One of the most fascinating and underacknowledged aspects of Jesus’ life is his preaching of an economic spirituality, an integration of who persons are with how they use their resources.

Jesus’ economic spirituality is strikingly simple, though far from simplistic. First, he teaches that all resources are ultimately God’s. Though humans may come into wealth or goods, and may even create their own store of resources, it is God who is first and last Creator. Anyone who acts as though they have created all of their own “wealth” has put themselves in place of God. Many of us have perhaps experienced the subtle tyrannies of the omnipotent strivings of those who imagine that they breathed all their goods into being.

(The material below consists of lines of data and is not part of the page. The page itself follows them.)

// ---------------------------------------------------------------------------
// Tests
// ---------------------------------------------------------------------------

#[cfg(test)]
mod tests {
    use super::*;
    use std::collections::HashSet;
    use std::sync::atomic::{AtomicUsize, Ordering};
    use std::sync::Mutex;
    use std::time::Duration;
    use tempfile::TempDir;

    fn date() -> NaiveDate {
        NaiveDate::from_ymd_opt(2025, 1, 15).unwrap()
    }

    fn descriptor(id: &str, name: &str) -> MediaDescriptor {
        MediaDescriptor {
            remote_id: id.into(),
            url: format!("https://files.example.com/{id}/{name}?token=t"),
            suggested_name: name.into(),
            kind: MediaKind::detect(None, name),
            date: date(),
        }
    }

    /// Writes a marker file per call and records which ids it was asked for.
    #[derive(Default)]
    struct RecordingTransfer {
        calls: Mutex<Vec<String>>,
        fail_ids: HashSet<String>,
        delays_ms: std::collections::HashMap<String, u64>,
        completion: Mutex<Vec<String>>,
    }

    impl MediaTransfer for RecordingTransfer {
        async fn transfer(&self, media: &MediaDescriptor, dest: &Path) -> Result<()> {
            self.calls.lock().unwrap().push(media.remote_id.clone());
            if let Some(ms) = self.delays_ms.get(&media.remote_id) {
                tokio::time::sleep(Duration::from_millis(*ms)).await;
            }
            if self.fail_ids.contains(&media.remote_id) {
                std::fs::write(dest, b"partial").unwrap();
                return Err(ChangelogError::Transfer {
                    name: media.suggested_name.clone(),
                    message: "connection reset".into(),
                });
            }
            std::fs::write(dest, media.remote_id.as_bytes()).unwrap();
            self.completion.lock().unwrap().push(media.remote_id.clone());
            Ok(())
        }
    }

    /// Tracks the peak number of transfers in flight.
    #[derive(Default)]
    struct CountingTransfer {
        active: AtomicUsize,
        peak: AtomicUsize,
    }

    impl MediaTransfer for CountingTransfer {
        async fn transfer(&self, _media: &MediaDescriptor, dest: &Path) -> Result<()> {
            let now = self.active.fetch_add(1, Ordering::SeqCst) + 1;
            self.peak.fetch_max(now, Ordering::SeqCst);
            tokio::time::sleep(Duration::from_millis(20)).await;
            std::fs::write(dest, b"x").unwrap();
            self.active.fetch_sub(1, Ordering::SeqCst);
            Ok(())
        }
    }

    struct PanickingTransfer;

    impl MediaTransfer for PanickingTransfer {
        async fn transfer(&self, media: &MediaDescriptor, dest: &Path) -> Result<()> {
            if media.remote_id == "boom" {
                panic!("transfer blew up");
            }
            std::fs::write(dest, b"ok").unwrap();
            Ok(())
        }
    }

    fn options(dir: &TempDir, concurrency: usize) -> FetchOptions {
        FetchOptions {
            media_root: dir.path().join("media"),
            concurrency,
        }
    }

    // --- filenames -------------------------------------------------------

    #[test]
    fn sanitizes_awkward_names() {
        assert_eq!(
            sanitize_filename("My Cool File (Final).mp4").unwrap(),
            "my-cool-file-final.mp4"
        );
        assert_eq!(
            sanitize_filename("Screenshot 2025-01-15 @ 3:45 PM.png").unwrap(),
            "screenshot-2025-01-15-3-45-pm.png"
        );
        assert_eq!(sanitize_filename("testfile").unwrap(), "testfile");
    }

    #[test]
    fn non_ascii_stem_falls_back_to_media() {
        assert_eq!(sanitize_filename("北京_上海.jpg").unwrap(), "media.jpg");
    }

    #[test]
    fn traversal_is_neutralised() {
        assert_eq!(sanitize_filename("../../etc/passwd").unwrap(), "passwd");
        assert_eq!(sanitize_filename("..\\..\\boot.ini").unwrap(), "boot.ini");
        assert_eq!(sanitize_filename("dir/.hidden").unwrap(), "media.hidden");
    }

    #[test]
    fn extensionless_names_keep_only_the_last_component() {
        assert_eq!(sanitize_filename("../dir/readme").unwrap(), "readme");
        assert_eq!(sanitize_filename("a\\b\\Release Notes").unwrap(), "release-notes");
    }

    #[test]
    fn unsalvageable_names_are_rejected() {
        for name in ["", "   ", "../..", "北京", "???"] {
            assert!(
                matches!(sanitize_filename(name), Err(ChangelogError::UnsafeFilename(_))),
                "expected reject: {name:?}"
            );
        }
    }

    #[test]
    fn stem_and_extension_are_capped() {
        let long = format!("{}.{}", "a".repeat(80), "b".repeat(20));
        let clean = sanitize_filename(&long).unwrap();
        let (stem, ext) = clean.rsplit_once('.').unwrap();
        assert_eq!(stem.len(), STEM_MAX);
        assert_eq!(ext.len(), EXT_MAX);
    }

    #[test]
    fn unique_name_is_stable_per_remote_id() {
        let a = descriptor("F12345ABCDE", "My Cool Image.png");
        let mut b = a.clone();
        b.url = "https://files.example.com/other?token=rotated".into();
        assert_eq!(a.local_filename().unwrap(), b.local_filename().unwrap());

        let c = descriptor("F67890FGHIJ", "My Cool Image.png");
        assert_ne!(a.local_filename().unwrap(), c.local_filename().unwrap());
    }

    #[test]
    fn unique_name_falls_back_to_url() {
        let mut a = descriptor("", "image.png");
        let mut b = a.clone();
        a.url = "https://files.example.com/x?token=abc".into();
        b.url = "https://files.example.com/x?token=xyz".into();
        assert_ne!(a.local_filename().unwrap(), b.local_filename().unwrap());
    }

    #[test]
    fn unique_name_has_twelve_char_hash() {
        let name = unique_filename("test.png", "F12345ABCDE");
        let (stem, ext) = name.rsplit_once('.').unwrap();
        assert_eq!(ext, "png");
        let hash = stem.rsplit_once('_').unwrap().1;
        assert_eq!(hash.len(), HASH_LEN);
        assert!(hash.chars().all(|c| c.is_ascii_hexdigit()));
    }

    #[test]
    fn local_path_is_inside_day_dir() {
        let root = Path::new("/srv/docs/updates/media");
        let path = descriptor("F1", "../../secret.png").local_path(root).unwrap();
        assert!(path.starts_with("/srv/docs/updates/media/2025-01-15"));
        assert_eq!(path.parent().unwrap(), Path::new("/srv/docs/updates/media/2025-01-15"));
    }

    #[test]
    fn detects_kind_from_mime_or_extension() {
        assert_eq!(MediaKind::detect(Some("image/png"), "x"), MediaKind::Image);
        assert_eq!(MediaKind::detect(Some("video/mp4"), "x.png"), MediaKind::Video);
        assert_eq!(MediaKind::detect(None, "clip.mp4"), MediaKind::Video);
        assert_eq!(MediaKind::detect(Some(""), "shot.jpeg"), MediaKind::Image);
        assert_eq!(MediaKind::detect(None, "notes.pdf"), MediaKind::File);
    }

    // --- fetch_media -----------------------------------------------------

    #[tokio::test]
    async fn empty_input_yields_empty_manifest() {
        let dir = TempDir::new().unwrap();
        let transfer = Arc::new(RecordingTransfer::default());
        let manifest = fetch_media(&[], &options(&dir, 5), transfer.clone()).await;
        assert!(manifest.is_empty());
        assert!(transfer.calls.lock().unwrap().is_empty());
    }

    #[tokio::test]
    async fn second_run_skips_cached_files() {
        let dir = TempDir::new().unwrap();
        let opts = options(&dir, 5);
        let items = vec![descriptor("F1", "shot.png")];

        let transfer = Arc::new(RecordingTransfer::default());
        let first = fetch_media(&items, &opts, transfer.clone()).await;
        assert_eq!(first[0].status, FetchStatus::Downloaded);

        let second = fetch_media(&items, &opts, transfer.clone()).await;
        assert_eq!(second[0].status, FetchStatus::AlreadyPresent);
        assert_eq!(second[0].local_path, first[0].local_path);
        assert_eq!(*transfer.calls.lock().unwrap(), vec!["F1".to_string()]);
    }

    #[tokio::test(flavor = "multi_thread", worker_threads = 4)]
    async fn manifest_keeps_input_order() {
        let dir = TempDir::new().unwrap();
        let items = vec![
            descriptor("A", "a.png"),
            descriptor("B", "b.png"),
            descriptor("C", "c.png"),
        ];
        let transfer = Arc::new(RecordingTransfer {
            delays_ms: [("A".to_string(), 60), ("B".to_string(), 120), ("C".to_string(), 0)]
                .into_iter()
                .collect(),
            ..Default::default()
        });

        let manifest = fetch_media(&items, &options(&dir, 5), transfer.clone()).await;

        let ids: Vec<_> = manifest.iter().map(|e| e.remote_id.as_str()).collect();
        assert_eq!(ids, vec!["A", "B", "C"]);
        assert_eq!(
            *transfer.completion.lock().unwrap(),
            vec!["C".to_string(), "A".to_string(), "B".to_string()]
        );
        assert!(manifest.iter().all(|e| e.status == FetchStatus::Downloaded));
    }

    #[tokio::test]
    async fn one_failure_does_not_affect_others() {
        let dir = TempDir::new().unwrap();
        let items = vec![descriptor("A", "a.png"), descriptor("B", "b.png")];
        let transfer = Arc::new(RecordingTransfer {
            fail_ids: ["B".to_string()].into_iter().collect(),
            ..Default::default()
        });

        let manifest = fetch_media(&items, &options(&dir, 2), transfer).await;

        assert_eq!(manifest.len(), 2);
        assert_eq!(manifest[0].status, FetchStatus::Downloaded);
        assert_eq!(manifest[1].status, FetchStatus::Failed);
        assert!(manifest[1].error.as_deref().unwrap().contains("connection reset"));
        // The partial write must not survive to masquerade as a cached copy.
        assert!(!manifest[1].local_path.as_ref().unwrap().exists());
    }

    #[tokio::test]
    async fn unsafe_name_fails_only_its_entry() {
        let dir = TempDir::new().unwrap();
        let items = vec![descriptor("A", "../.."), descriptor("B", "b.png")];
        let transfer = Arc::new(RecordingTransfer::default());

        let manifest = fetch_media(&items, &options(&dir, 2), transfer.clone()).await;

        assert_eq!(manifest[0].status, FetchStatus::Failed);
        assert!(manifest[0].local_path.is_none());
        assert!(manifest[0].error.as_deref().unwrap().contains("unsafe filename"));
        assert_eq!(manifest[1].status, FetchStatus::Downloaded);
        assert_eq!(*transfer.calls.lock().unwrap(), vec!["B".to_string()]);
    }

    #[tokio::test(flavor = "multi_thread", worker_threads = 8)]
    async fn never_exceeds_concurrency() {
        let dir = TempDir::new().unwrap();
        let items: Vec<_> = (0..20)
            .map(|i| descriptor(&format!("F{i}"), &format!("file-{i}.png")))
            .collect();
        let transfer = Arc::new(CountingTransfer::default());

        let manifest = fetch_media(&items, &options(&dir, 5), transfer.clone()).await;

        assert_eq!(manifest.len(), 20);
        assert!(manifest.iter().all(|e| e.status == FetchStatus::Downloaded));
        let peak = transfer.peak.load(Ordering::SeqCst);
        assert!(peak <= 5, "peak concurrency was {peak}");
        assert!(peak >= 2, "transfers never overlapped");
        assert_eq!(transfer.active.load(Ordering::SeqCst), 0);
    }

    #[tokio::test(flavor = "multi_thread", worker_threads = 2)]
    async fn zero_concurrency_still_makes_progress() {
        let dir = TempDir::new().unwrap();
        let items = vec![descriptor("A", "a.png"), descriptor("B", "b.png")];
        let transfer = Arc::new(CountingTransfer::default());
        let manifest = fetch_media(&items, &options(&dir, 0), transfer.clone()).await;
        assert!(manifest.iter().all(|e| e.status == FetchStatus::Downloaded));
        assert_eq!(transfer.peak.load(Ordering::SeqCst), 1);
    }

    #[tokio::test]
    async fn panicking_transfer_is_recorded_as_failure() {
        let dir = TempDir::new().unwrap();
        let items = vec![descriptor("boom", "a.png"), descriptor("fine", "b.png")];
        let manifest = fetch_media(&items, &options(&dir, 2), Arc::new(PanickingTransfer)).await;
        assert_eq!(manifest[0].status, FetchStatus::Failed);
        assert!(manifest[0].error.as_deref().unwrap().contains("aborted"));
        assert_eq!(manifest[1].status, FetchStatus::Downloaded);
    }

    #[tokio::test]
    async fn http_transfer_writes_body_with_bearer_token() {
        let mut server = mockito::Server::new_async().await;
        let mock = server
            .mock("GET", "/files/F1/shot.png")
            .match_header("authorization", "Bearer xoxb-test")
            .with_status(200)
            .with_body("PNGDATA")
            .create_async()
            .await;

        let dir = TempDir::new().unwrap();
        let mut media = descriptor("F1", "shot.png");
        media.url = format!("{}/files/F1/shot.png", server.url());
        let dest = dir.path().join("shot.png");

        let transfer = HttpTransfer::new(reqwest::Client::new(), "xoxb-test", 1024);
        transfer.transfer(&media, &dest).await.unwrap();

        mock.assert_async().await;
        assert_eq!(std::fs::read(&dest).unwrap(), b"PNGDATA");
    }

    #[tokio::test]
    async fn http_transfer_rejects_oversized_body() {
        let mut server = mockito::Server::new_async().await;
        server
            .mock("GET", "/big")
            .with_status(200)
            .with_body(vec![0u8; 64])
            .create_async()
            .await;

        let dir = TempDir::new().unwrap();
        let mut media = descriptor("F1", "big.bin");
        media.url = format!("{}/big", server.url());
        let dest = dir.path().join("big.bin");

        let transfer = HttpTransfer::new(reqwest::Client::new(), "t", 16);
        let err = transfer.transfer(&media, &dest).await.unwrap_err();
        assert!(matches!(err, ChangelogError::Transfer { .. }));
        assert!(!dest.exists());
    }

    #[tokio::test]
    async fn http_transfer_maps_status_errors() {
        let mut server = mockito::Server::new_async().await;
        server.mock("GET", "/gone").with_status(404).create_async().await;

        let dir = TempDir::new().unwrap();
        let mut media = descriptor("F1", "gone.png");
        media.url = format!("{}/gone", server.url());

        let transfer = HttpTransfer::new(reqwest::Client::new(), "t", 1024);
        let err = transfer
            .transfer(&media, &dir.path().join("gone.png"))
            .await
            .unwrap_err();
        assert!(err.to_string().contains("gone.png"));
    }
}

Second, Jesus teaches that one’s resources are to be used for the good of all. This does not mean frivolously throwing money, food, ideas or time in all directions at once. Instead, Jesus continually privileges those who are on the margins of power and social acceptability. It is to the increased livelihood of these persons that one can look when wondering how to use one’s resources for the good of others. Jesus’ friends, who were certainly not in a position to influence Roman policy in this regard, still practiced this aspect of economic spirituality among themselves, sharing their resources among each other and with the poor. (Acts 2:44-45)

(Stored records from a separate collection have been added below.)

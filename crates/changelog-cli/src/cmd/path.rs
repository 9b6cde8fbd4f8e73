use crate::output::print_json;
use changelog_core::paths;
use clap::Subcommand;

#[derive(Subcommand)]
pub enum PathSubcommand {
    /// Print the changelog page path for a date
    Build {
        /// YYYY-MM-DD
        date: String,
    },
    /// Print the date encoded in a changelog page path
    Parse {
        /// e.g. docs/updates/2025/01/15/changelog.mdx
        path: String,
    },
}

pub fn run(subcmd: PathSubcommand, json: bool) -> anyhow::Result<()> {
    let build = matches!(subcmd, PathSubcommand::Build { .. });
    let (date, path) = match subcmd {
        PathSubcommand::Build { date } => {
            let date = paths::parse_date(&date)?;
            (date, paths::changelog_path(date))
        }
        PathSubcommand::Parse { path } => (paths::parse_changelog_path(&path)?, path),
    };

    if json {
        return print_json(&serde_json::json!({
            "date": paths::date_stamp(date),
            "path": path,
        }));
    }
    if build {
        println!("{path}");
    } else {
        println!("{}", paths::date_stamp(date));
    }
    Ok(())
}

Paul, the famous disciple of Jesus, made this economic spirituality important in his own teaching. He personally oversaw a collection for poor associates in Jerusalem, and he was very concerned to see that wealthy members of the community did not take more than they needed at early eucharistic meals. (2 Corinthians 8-9, 1 Corinthians 11) Paul is also sometimes made The Theorist of Spiritual Gifts for his well-known ruminations of what the gifts of the Spirit are and how they should be used. (1 Corinthians 12) But I now wonder whether even these influential teachings of Paul were rooted in part in his economic spirituality. Just as Jesus encourages the use of material resources for the good of all, so Paul comes to the conviction that spiritual gifts are not for private enrichment alone, but finally for “the common good.” (1 Corinthians 12:7) This famous spiritual doctrine may indeed have been influenced by Jesus’ economic teaching, and was certainly a heritage of their shared Jewish identity.

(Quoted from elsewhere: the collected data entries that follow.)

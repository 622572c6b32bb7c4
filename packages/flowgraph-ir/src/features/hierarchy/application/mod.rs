//! Hierarchy Builder
//!
//! Produces both hierarchies the renderer offers, `location` and `code`,
//! each with its node assignment map.

use crate::features::graph_builder::AssembledGraph;
use crate::features::hierarchy::infrastructure::{build_code_hierarchy, build_location_hierarchy};
use crate::shared::models::{
    Hierarchy, Node, NodeAssignment, CODE_HIERARCHY_ID, LOCATION_HIERARCHY_ID,
};
use crate::shared::ports::FunctionResolver;

pub const LOCATION_HIERARCHY_NAME: &str = "Location";
pub const CODE_HIERARCHY_NAME: &str = "Code";

const LOCATION_ID_PREFIX: &str = "loc";
const CODE_ID_PREFIX: &str = "code";

#[derive(Debug, Clone, Copy, Default)]
pub struct HierarchyBuilder;

impl HierarchyBuilder {
    pub fn new() -> Self {
        Self
    }

    pub fn location(&self, nodes: &[Node]) -> (Hierarchy, NodeAssignment) {
        build_location_hierarchy(nodes).render(
            LOCATION_HIERARCHY_ID,
            LOCATION_HIERARCHY_NAME,
            LOCATION_ID_PREFIX,
        )
    }

    pub fn code(
        &self,
        file_path: &str,
        graph: &AssembledGraph,
        resolver: &dyn FunctionResolver,
    ) -> (Hierarchy, NodeAssignment) {
        build_code_hierarchy(file_path, &graph.chains, graph.nodes.len(), resolver).render(
            CODE_HIERARCHY_ID,
            CODE_HIERARCHY_NAME,
            CODE_ID_PREFIX,
        )
    }

    /// Location hierarchy first, then code
    pub fn build_all(
        &self,
        file_path: &str,
        graph: &AssembledGraph,
        resolver: &dyn FunctionResolver,
    ) -> Vec<(Hierarchy, NodeAssignment)> {
        vec![
            self.location(&graph.nodes),
            self.code(file_path, graph, resolver),
        ]
    }
}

Jesus is most clearly God’s economist when he talks about life’s big questions, such as the sense God makes of human life. When Jesus talks explicitly about God’s final judgment on our lives—which he rarely does—he continually refers not to sexual issues, not to proper deference to a pastor, bishop, or pope, not to the inerrancy of scripture, not to membership in a church, not to himself-as-my-personal-Lord-and-savior, not to right ritual. He continually refers to economic spirituality. Jesus clearly made economic spirituality in everyday life the ultimate test of faithfulness to God.